Pour éviter que le pays ne sombre complètement dans le chaos, Barack Obama demandera sans doute à ses alliés un effort supplémentaire. Or, le Canada a déjà annoncé son retrait pour 2011. D'où le risque d'un premier froid diplomatique...

«On aime beaucoup le président Obama au Canada, dit Jocelyn Coulon. Mais quand il viendra nous rendre visite en février, il pourrait nous dire qu'il a besoin de nous en Afghanistan. Est-ce qu'on va lui dire non?»

Fermer Guantánamo

Dans les jours suivant sa prestation de serment, Barack Obama donnera l'ordre de fermer Guantánamo. Mais l'ordre ne sera pas suivi d'une fermeture immédiate.

C'est que la tâche est terriblement complexe. «C'est plus difficile que bien des gens ne le réalisent», a avoué M. Obama dimanche.

La prison compte encore 250 détenus, sur les quelque 800 qui y sont passés depuis son ouverture, en 2002. Au mépris des lois américaines, ces «combattants ennemis» y sont incarcérés pour une durée illimitée, sans chef d'inculpation.
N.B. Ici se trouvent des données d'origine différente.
use crate::core::models::alignment::{AlignmentError, PairwiseAlignment, SequenceRecord};
use bio::io::fasta;
use std::fs::File;
use std::io::{self, Read, Write};
use std::path::Path;
use thiserror::Error;

#[derive(Debug, Error)]
pub enum ArtifactError {
    #[error("I/O error: {0}")]
    Io(#[from] io::Error),
    #[error("Malformed FASTA record: {0}")]
    InvalidRecord(String),
    #[error("Invalid alignment: {0}")]
    Alignment(#[from] AlignmentError),
}

/// Writes a pairwise alignment as aligned FASTA, one line per sequence.
pub fn write_alignment(alignment: &PairwiseAlignment, writer: impl Write) -> io::Result<()> {
    let mut writer = fasta::Writer::new(writer);
    for record in [alignment.first(), alignment.second()] {
        writer.write(&record.id, None, record.sequence.as_bytes())?;
    }
    writer.flush()
}

pub fn write_alignment_to_path(alignment: &PairwiseAlignment, path: &Path) -> io::Result<()> {
    let file = File::create(path)?;
    write_alignment(alignment, file)
}

/// Reads an aligned FASTA file holding exactly two records.
pub fn read_alignment(reader: impl Read) -> Result<PairwiseAlignment, ArtifactError> {
    let mut records = Vec::new();
    for result in fasta::Reader::new(reader).records() {
        let record = result?;
        record
            .check()
            .map_err(|reason| ArtifactError::InvalidRecord(reason.to_string()))?;
        records.push(SequenceRecord::new(
            record.id(),
            String::from_utf8_lossy(record.seq()).into_owned(),
        ));
    }

    let count = records.len();
    let mut records = records.into_iter();
    match (records.next(), records.next(), records.next()) {
        (Some(first), Some(second), None) => Ok(PairwiseAlignment::new(first, second)?),
        _ => Err(AlignmentError::WrongSequenceCount(count).into()),
    }
}

pub fn read_alignment_from_path(path: &Path) -> Result<PairwiseAlignment, ArtifactError> {
    read_alignment(File::open(path)?)
}

#[cfg(test)]
mod tests {
    use super::*;
    use std::io::Cursor;
    use tempfile::tempdir;

    fn sample() -> PairwiseAlignment {
        PairwiseAlignment::new(
            SequenceRecord::new("P01112", "ACDEFGHIK--LMN"),
            SequenceRecord::new("5P21A", "--DEFGHIKWWLMN"),
        )
        .unwrap()
    }

    #[test]
    fn written_alignment_reads_back_identically() {
        let dir = tempdir().unwrap();
        let path = dir.path().join("P01112_5P21A.aln");
        write_alignment_to_path(&sample(), &path).unwrap();
        assert_eq!(read_alignment_from_path(&path).unwrap(), sample());
    }

    #[test]
    fn written_alignment_has_one_header_per_record() {
        let mut out = Vec::new();
        write_alignment(&sample(), &mut out).unwrap();
        let text = String::from_utf8(out).unwrap();
        assert_eq!(
            text.lines().filter(|l| l.starts_with('>')).collect::<Vec<_>>(),
            vec![">P01112", ">5P21A"]
        );
    }

    #[test]
    fn wrapped_sequences_are_joined() {
        let input = Cursor::new(">q\nAC-D\nEF\n>s\nACED\n-F\n");
        let alignment = read_alignment(input).unwrap();
        assert_eq!(alignment.first().sequence, "AC-DEF");
        assert_eq!(alignment.second().sequence, "ACED-F");
    }

    #[test]
    fn header_descriptions_are_ignored() {
        let input = Cursor::new(">q some description\nAC-D\n>s\nACED\n");
        let alignment = read_alignment(input).unwrap();
        assert_eq!(alignment.first().id, "q");
        assert_eq!(alignment.first().sequence, "AC-D");
    }

    #[test]
    fn read_rejects_wrong_record_count() {
        let input = Cursor::new(">q\nACD\n");
        assert!(matches!(
            read_alignment(input),
            Err(ArtifactError::Alignment(AlignmentError::WrongSequenceCount(1)))
        ));
    }

    #[test]
    fn read_rejects_sequence_before_header() {
        let input = Cursor::new("ACD\n>q\nACD\n");
        assert!(read_alignment(input).is_err());
    }
}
Située sur la base militaire de Guantánamo, à Cuba, la prison est devenue le symbole des dérapages de la «guerre contre le terrorisme» lancée par George Bush après les attentats du 11 septembre 2001.
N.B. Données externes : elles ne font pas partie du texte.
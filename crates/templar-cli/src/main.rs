mod cli;
mod commands;
mod config;
mod error;
mod logging;
mod utils;

use crate::cli::{Cli, Commands};
use crate::error::{CliError, Result};
use clap::Parser;
use tracing::{debug, error, info};

fn main() {
    if let Err(e) = run_app() {
        eprintln!("\n❌ Error: {}", e);
        std::process::exit(1);
    }
}

fn run_app() -> Result<()> {
    let cli = Cli::parse();
    logging::setup_logging(cli.verbose, cli.quiet, cli.log_file.clone())?;

    info!("🚀 Templar CLI v{} starting up.", env!("CARGO_PKG_VERSION"));
    debug!("Full CLI arguments parsed: {:?}", &cli);

    if let Some(num_threads) = cli.threads {
        info!(
            "Setting Rayon global thread pool to {} threads.",
            num_threads
        );
        rayon::ThreadPoolBuilder::new()
            .num_threads(num_threads)
            .build_global()
            .map_err(|e| {
                CliError::Other(anyhow::anyhow!("Failed to build global thread pool: {}", e))
            })?;
    }

    let command_result = match cli.command {
        Commands::Select(args) => {
            info!("Dispatching to 'select' command.");
            commands::select::run(args)
        }
        Commands::Score(args) => {
            info!("Dispatching to 'score' command.");
            commands::score::run(args)
        }
    };

    match &command_result {
        Ok(_) => {
            info!("✅ Command completed successfully.");
            println!("✅ Command completed successfully.");
        }
        Err(e) => {
            error!("❌ Command failed: {}", e);
        }
    }

    command_result
}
Barack Obama veut fermer la prison «parce que ça ne reflète pas qui nous sommes» et parce qu'il veut «rétablir la bonne réputation des États-Unis dans le monde».

Mais voilà, que faire des prisonniers? Une quinzaine d'entre eux sont de présumés leaders d'Al-Qaeda. D'autres craignent d'être torturés s'ils sont renvoyés dans leur pays d'origine. Ou n'y sont carrément pas les bienvenus.

Pour l'heure, l'équipe d'Obama consulte les plus grands experts sur les questions juridiques, militaires et morales soulevées par Guantánamo. Des questions auxquelles il n'existe pas de réponses simples.

Lutter contre le réchauffement climatique

Les objectifs sont ambitieux: en 2025, le quart de l'électricité américaine proviendra de sources renouvelables; en 2030, la consommation de pétrole aura diminué de 35% ; en 2050, les émissions de CO2 seront réduites de 80% par rapport à leur niveau de 1990.

Pour y arriver, le plan de Barack Obama est tout aussi ambitieux: créer une Bourse du carbone, hausser les prix de l'électricité, investir 150 milliards dans les énergies non polluantes, créer 5 millions d'emplois verts en 10 ans...

«Aux yeux de Barack Obama, on ne peut penser à un véritable recouvrement économique si ce n'est pas fait en encourageant le recours à des énergies non polluantes. Il vise le long terme», se réjouit Louis Balthazar, directeur de l'observatoire sur les États-Unis de la chaire Raoul-Dandurand de l'UQAM.